Scalable Universal Digital Functionality in Low-Power Skyrmion Logic Circuits

Magnetic skyrmions have emerged as highly efficient, ultra-low-power information carriers, thanks to their nonvolatile nature and fast processing capabilities. However, the development of skyrmion-based logic systems that can scale effectively has been challenged by several issues, such as non-universality, inefficient charge-to-spin conversion, energy consumption, thermal drift, synchronization, and scalability constraints. Here, we show a scalable skyrmion logic circuit scheme, focusing on the design, simulation, and emulation of a universal, scalable system utilizing a tiled skyrmion block matrix. Using micromagnetic simulations, we address the challenges mentioned and create a scalable skyrmionic logic system.



Building on our previously developed skyrmion inverter [1] and introducing newly designed blocks and an emulation system, we constructed a variety of logic gates—including NOR, AND, OR, NAND, and FULL ADDER—by cascading and configuring skyrmion blocks[2]. We optimized the circuit performance using micromagnetics and our emulation software. Our modular design helps create complex, customizable logic circuits with low energy consumption.

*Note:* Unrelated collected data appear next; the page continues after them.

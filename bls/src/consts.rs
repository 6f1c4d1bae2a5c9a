pub const DOMAIN_SEPARATION_TAG: &[u8] = b"BLS_SIG_BLS12381G2_XMD:SHA-256_SSWU_RO_POP_";
use thiserror::Error;
use types::phase0::primitives::ValidatorIndex;

#[derive(Clone, Copy, PartialEq, Eq, Debug, Error)]
pub enum Error {
    #[error("epoch store length is not a multiple of span size (actual: {actual})")]
    WrongSize { actual: usize },
    #[error("validator index {index} is too large for an epoch store")]
    ValidatorIndexTooLarge { index: ValidatorIndex },
    #[error("span distance {distance} does not fit in 16 bits")]
    SpanDistanceTooLarge { distance: u64 },
}
pub use crate::{
    aggregate::aggregate_pair,
    aggregator::{best_aggregate, AggregationPolicy, Aggregator},
    config::{AggregationStrategy, AggregatorConfig},
    error::Error,
    naive::NaiveAggregation,
};

mod aggregate;
mod aggregator;
mod config;
mod error;
mod naive;

#[cfg(test)]
mod test_utils;
#[cfg(test)]
mod tests {
    use super::*;
    use crate::chunker::ChunkType;
    use crate::store::{Column, SearchFilter};
    use std::sync::Arc;
    use tempfile::tempdir;

    fn chunk(path: &str, text: &str, vector: Vec<f32>, branch: Option<&str>) -> Chunk {
        Chunk {
            vector,
            text: text.to_string(),
            path: path.to_string(),
            start_line: 1,
            end_line: 3,
            chunk_type: ChunkType::Function,
            name: Some("f".to_string()),
            language: "python".to_string(),
            file_hash: format!("hash-{}", path),
            indexed_at: 100.0,
            branch: branch.map(String::from),
        }
    }

    async fn seeded(dir: &Path) -> LocalStore {
        let store = LocalStore::new(dir);
        store
            .add_chunks(vec![
                chunk("a.py", "def parse_config(): pass", vec![1.0, 0.0, 0.0], Some("main")),
                chunk("b.py", "def render_page(): pass", vec![0.0, 1.0, 0.0], Some("main")),
                chunk("src/c.rs", "fn parse_args() {}", vec![0.0, 0.0, 1.0], Some("dev")),
            ])
            .await
            .unwrap();
        store
    }

    #[tokio::test]
    async fn test_add_count_and_stats() {
        let dir = tempdir().unwrap();
        let store = seeded(dir.path()).await;

        assert_eq!(store.count().await.unwrap(), 3);
        let stats = store.get_stats().await.unwrap();
        assert_eq!(stats.total_files, 3);
        assert_eq!(stats.languages.get("python"), Some(&3));
        assert_eq!(stats.last_indexed, Some(100.0));
    }

    #[tokio::test]
    async fn test_vector_search_orders_by_distance() {
        let dir = tempdir().unwrap();
        let store = seeded(dir.path()).await;

        let hits = store.vector_search(&[0.9, 0.1, 0.0], None, 2).await.unwrap();
        assert_eq!(hits.len(), 2);
        assert_eq!(hits[0].0.path, "a.py");
        assert!(hits[0].1 < hits[1].1);
    }

    #[tokio::test]
    async fn test_vector_search_with_filter() {
        let dir = tempdir().unwrap();
        let store = seeded(dir.path()).await;
        let predicate = SearchFilter::new().with_directories(vec!["src/".into()]).to_predicate();

        let hits = store.vector_search(&[1.0, 0.0, 0.0], predicate.as_ref(), 10).await.unwrap();
        assert_eq!(hits.len(), 1);
        assert_eq!(hits[0].0.path, "src/c.rs");
    }

    #[tokio::test]
    async fn test_dimension_mismatch() {
        let dir = tempdir().unwrap();
        let store = seeded(dir.path()).await;

        let err = store.vector_search(&[1.0, 0.0], None, 5).await.unwrap_err();
        assert!(matches!(err, StoreError::DimensionMismatch { expected: 3, actual: 2 }));

        let err = store
            .add_chunks(vec![chunk("d.py", "x", vec![1.0], None)])
            .await
            .unwrap_err();
        assert!(matches!(err, StoreError::DimensionMismatch { .. }));
    }

    #[tokio::test]
    async fn test_keyword_search() {
        let dir = tempdir().unwrap();
        let store = seeded(dir.path()).await;

        let hits = store.keyword_search("parse_config", None, 10).await.unwrap();
        assert_eq!(hits.len(), 1);
        assert_eq!(hits[0].0.path, "a.py");

        let hits = store.keyword_search("pass", None, 10).await.unwrap();
        let paths: HashSet<String> = hits.iter().map(|(c, _)| c.path.clone()).collect();
        assert_eq!(paths, HashSet::from(["a.py".to_string(), "b.py".to_string()]));

        let only_b = Predicate::eq(Column::Path, "b.py");
        let hits = store.keyword_search("pass", Some(&only_b), 10).await.unwrap();
        assert_eq!(hits.len(), 1);
        assert_eq!(hits[0].0.path, "b.py");
    }

    #[tokio::test]
    async fn test_hybrid_scores_are_normalized() {
        let dir = tempdir().unwrap();
        let store = seeded(dir.path()).await;

        let hits = store
            .hybrid_search("parse_config", &[1.0, 0.0, 0.0], None, 3, 0.5)
            .await
            .unwrap();
        assert_eq!(hits[0].0.path, "a.py");
        assert!((hits[0].1 - 1.0).abs() < 1e-6);
        assert!(hits.iter().all(|(_, s)| (0.0..=1.0).contains(s)));
    }

    #[tokio::test]
    async fn test_delete_by_path_and_branch() {
        let dir = tempdir().unwrap();
        let store = seeded(dir.path()).await;
        let before = store.generation();

        assert_eq!(store.delete_by_path("a.py").await.unwrap(), 1);
        assert!(store.generation() > before);
        assert_eq!(store.delete_by_path("a.py").await.unwrap(), 0);
        assert!(store.keyword_search("parse_config", None, 10).await.unwrap().is_empty());

        assert_eq!(store.delete_by_branch("dev").await.unwrap(), 1);
        assert_eq!(
            store.get_indexed_files().await.unwrap(),
            HashSet::from(["b.py".to_string()])
        );
    }

    #[tokio::test]
    async fn test_indexed_files_and_hash() {
        let dir = tempdir().unwrap();
        let store = seeded(dir.path()).await;

        let main = store.get_indexed_files_by_branch("main").await.unwrap();
        assert_eq!(main.len(), 2);
        assert!(!main.contains("src/c.rs"));

        assert_eq!(store.get_file_hash("b.py").await.unwrap().as_deref(), Some("hash-b.py"));
        assert_eq!(store.get_file_hash("zzz.py").await.unwrap(), None);
    }

    #[tokio::test]
    async fn test_flush_and_reopen() {
        let dir = tempdir().unwrap();
        {
            let store = seeded(dir.path()).await;
            store.flush().await.unwrap();
            assert!(store.table_path().exists());
        }

        let reopened = LocalStore::new(dir.path());
        assert_eq!(reopened.count().await.unwrap(), 3);
        // The keyword index is rebuilt on open.
        assert_eq!(reopened.keyword_search("render_page", None, 5).await.unwrap().len(), 1);

        reopened
            .add_chunks(vec![chunk("e.py", "more", vec![0.5, 0.5, 0.0], None)])
            .await
            .unwrap();
        assert_eq!(reopened.count().await.unwrap(), 4);
    }

    #[tokio::test]
    async fn test_corrupt_table_is_fatal() {
        let dir = tempdir().unwrap();
        std::fs::write(dir.path().join("chunks.json"), "{not json").unwrap();

        let store = LocalStore::new(dir.path());
        assert!(matches!(store.count().await, Err(StoreError::Corrupt(_))));
    }

    #[tokio::test]
    async fn test_clear_all() {
        let dir = tempdir().unwrap();
        let store = seeded(dir.path()).await;
        store.flush().await.unwrap();

        store.clear_all().await.unwrap();
        assert_eq!(store.count().await.unwrap(), 0);
        assert!(!store.table_path().exists());
    }

    #[tokio::test]
    async fn test_embedding_mismatch_rejected_on_open() {
        let dir = tempdir().unwrap();
        let store = LocalStore::new(dir.path()).with_embedding("fastembed:all-MiniLM-L6-v2:384");
        store
            .add_chunks(vec![chunk("a.py", "alpha", vec![1.0, 0.0], None)])
            .await
            .unwrap();
        store.flush().await.unwrap();

        let same = LocalStore::new(dir.path()).with_embedding("fastembed:all-MiniLM-L6-v2:384");
        assert_eq!(same.count().await.unwrap(), 1);

        let other = LocalStore::new(dir.path()).with_embedding("hash:384");
        match other.count().await {
            Err(StoreError::EmbeddingMismatch { stored, expected }) => {
                assert_eq!(stored, "fastembed:all-MiniLM-L6-v2:384");
                assert_eq!(expected, "hash:384");
            }
            other => panic!("expected mismatch, got {:?}", other),
        }

        // Clearing still works and the emptied table takes the new fingerprint.
        other.clear_all().await.unwrap();
        other
            .add_chunks(vec![chunk("b.py", "beta", vec![0.0, 1.0], None)])
            .await
            .unwrap();
        other.flush().await.unwrap();
        let reopened = LocalStore::new(dir.path()).with_embedding("hash:384");
        assert_eq!(reopened.count().await.unwrap(), 1);
    }

    #[tokio::test]
    async fn test_unrecorded_table_adopts_fingerprint() {
        let dir = tempdir().unwrap();
        let legacy = seeded(dir.path()).await;
        legacy.flush().await.unwrap();

        let store = LocalStore::new(dir.path()).with_embedding("hash:2");
        assert!(store.count().await.unwrap() > 0);
        store.flush().await.unwrap();

        let other = LocalStore::new(dir.path()).with_embedding("hash:3");
        assert!(matches!(
            other.count().await,
            Err(StoreError::EmbeddingMismatch { .. })
        ));
    }

    #[tokio::test]
    async fn test_concurrent_first_access_shares_table() {
        let dir = tempdir().unwrap();
        let store = Arc::new(LocalStore::new(dir.path()));

        let mut handles = Vec::new();
        for i in 0..8 {
            let store = store.clone();
            handles.push(tokio::spawn(async move {
                store.ensure_table().await.unwrap();
                store
                    .add_chunks(vec![chunk(&format!("f{}.py", i), "x", vec![1.0, 0.0], None)])
                    .await
                    .unwrap()
            }));
        }
        for handle in handles {
            handle.await.unwrap();
        }

        assert_eq!(store.count().await.unwrap(), 8);
    }

    #[tokio::test]
    async fn test_flush_without_table_is_noop() {
        let dir = tempdir().unwrap();
        let store = LocalStore::new(dir.path().join("index"));
        store.flush().await.unwrap();
        assert!(!dir.path().join("index").exists());
    }
}
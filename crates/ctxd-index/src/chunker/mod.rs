//! Structure-aware chunking of source files.
//!
//! Every strategy implements [`Chunker`] and turns file content into an
//! ordered list of `(text, metadata)` pairs:
//! - [`AstChunker`]: tree-sitter definitions (functions, classes, types)
//! - [`MarkdownChunker`]: ATX header sections
//! - [`ParagraphChunker`]: blank-line paragraphs with overlapping word windows
//!
//! Chunkers never fail. Malformed input degrades to a coarser strategy.

pub mod ast;
pub mod markdown;
pub mod paragraph;

use std::fmt;
use std::path::Path;
use std::str::FromStr;

use serde::{Deserialize, Serialize};
use thiserror::Error;

pub use ast::{AstChunker, AstLanguage};
pub use markdown::MarkdownChunker;
pub use paragraph::ParagraphChunker;

/// Errors that can occur while selecting or running a chunker.
#[derive(Error, Debug)]
pub enum ChunkerError {
    #[error("Unsupported language: {0}")]
    UnsupportedLanguage(String),

    #[error("Failed to parse file: {0}")]
    ParseError(String),

    #[error("Unknown chunk type: {0}")]
    UnknownChunkType(String),
}

/// Kind of span a chunk covers.
#[derive(Debug, Clone, Copy, PartialEq, Eq, Hash, Serialize, Deserialize)]
#[serde(rename_all = "lowercase")]
pub enum ChunkType {
    Function,
    Class,
    Interface,
    Type,
    Section,
    Paragraph,
    Block,
}

impl ChunkType {
    pub fn as_str(&self) -> &'static str {
        match self {
            Self::Function => "function",
            Self::Class => "class",
            Self::Interface => "interface",
            Self::Type => "type",
            Self::Section => "section",
            Self::Paragraph => "paragraph",
            Self::Block => "block",
        }
    }
}

impl fmt::Display for ChunkType {
    fn fmt(&self, f: &mut fmt::Formatter<'_>) -> fmt::Result {
        f.write_str(self.as_str())
    }
}

impl FromStr for ChunkType {
    type Err = ChunkerError;

    fn from_str(s: &str) -> Result<Self, Self::Err> {
        match s.trim().to_ascii_lowercase().as_str() {
            "function" => Ok(Self::Function),
            "class" => Ok(Self::Class),
            "interface" => Ok(Self::Interface),
            "type" => Ok(Self::Type),
            "section" => Ok(Self::Section),
            "paragraph" => Ok(Self::Paragraph),
            "block" => Ok(Self::Block),
            other => Err(ChunkerError::UnknownChunkType(other.to_string())),
        }
    }
}

/// Position and identity of a chunk within its file.
#[derive(Debug, Clone, PartialEq, Eq, Serialize, Deserialize)]
pub struct ChunkMetadata {
    /// First line (1-indexed, inclusive)
    pub start_line: usize,

    /// Last line (1-indexed, inclusive)
    pub end_line: usize,

    /// Kind of span
    pub chunk_type: ChunkType,

    /// Definition or section name, when one exists
    pub name: Option<String>,
}

impl ChunkMetadata {
    pub fn new(start_line: usize, end_line: usize, chunk_type: ChunkType, name: Option<String>) -> Self {
        Self {
            start_line,
            end_line: end_line.max(start_line),
            chunk_type,
            name,
        }
    }

    /// Metadata for a chunk covering a whole file of `line_count` lines.
    pub fn whole_file(line_count: usize) -> Self {
        Self::new(1, line_count.max(1), ChunkType::Block, None)
    }
}

/// A chunk's text paired with its metadata.
pub type RawChunk = (String, ChunkMetadata);

/// A chunking strategy.
pub trait Chunker: Send + Sync {
    /// Split `content` into ordered chunks. `path` is used for logging and
    /// grammar selection only.
    fn chunk(&self, content: &str, path: &str) -> Vec<RawChunk>;
}

/// Number of lines in `content` when split on `\n`.
pub(crate) fn line_count(content: &str) -> usize {
    content.split('\n').count()
}

/// Detect the language tag of a file from its extension.
pub fn detect_language(path: &Path) -> &'static str {
    let ext = path
        .extension()
        .and_then(|e| e.to_str())
        .map(|e| e.to_ascii_lowercase());

    match ext.as_deref() {
        Some("py") => "python",
        Some("js") | Some("jsx") => "javascript",
        Some("ts") | Some("tsx") => "typescript",
        Some("go") => "go",
        Some("rs") => "rust",
        Some("java") => "java",
        Some("c") | Some("h") => "c",
        Some("cpp") | Some("hpp") => "cpp",
        Some("md") => "markdown",
        Some("txt") => "text",
        Some("json") => "json",
        Some("yaml") | Some("yml") => "yaml",
        Some("toml") => "toml",
        _ => "unknown",
    }
}

/// The chunkers used during indexing, selected per language.
pub struct ChunkerSet {
    markdown: MarkdownChunker,
    fallback: ParagraphChunker,
}

impl ChunkerSet {
    pub fn new(max_chunk_size: usize, chunk_overlap: usize) -> Self {
        Self {
            markdown: MarkdownChunker::new(),
            fallback: ParagraphChunker::new(max_chunk_size, chunk_overlap),
        }
    }

    /// Chunk `content` with the strategy that fits `language`.
    ///
    /// Languages without a grammar or header structure use the paragraph
    /// fallback.
    pub fn chunk(&self, language: &str, content: &str, path: &str) -> Vec<RawChunk> {
        if language == "markdown" {
            return self.markdown.chunk(content, path);
        }

        match AstLanguage::for_path(language, path) {
            Some(lang) => AstChunker::new(lang, self.fallback.clone()).chunk(content, path),
            None => self.fallback.chunk(content, path),
        }
    }

    pub fn fallback(&self) -> &ParagraphChunker {
        &self.fallback
    }
}

impl Default for ChunkerSet {
    fn default() -> Self {
        Self::new(paragraph::DEFAULT_MAX_CHUNK_SIZE, paragraph::DEFAULT_CHUNK_OVERLAP)
    }
}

Translating this theoretical work into practical applications presents challenges such as Joule heating, geometric pinning, polycrystallinity, and the Skyrmion Hall Effect (SkHE). Joule heating can potentially be reduced by using 2D materials, magnetic insulators, or skyrmion-hosting semiconductors instead of ferromagnetic layers. Geometric pinning can be minimized through improved fabrication and reduced polycrystallinity. SkHE can be minimized using Synthetic Antiferromagnets (SAF) instead of ferromagnetic layers[3,4]. Overall, we demonstrate a universal, scalable, and Boolean-universal skyrmion-based logic circuit that uses skyrmions exclusively as signal carriers, paving the way for ultra-low-energy computation. This work represents a key progress towards integrating skyrmionics into hardware description languages.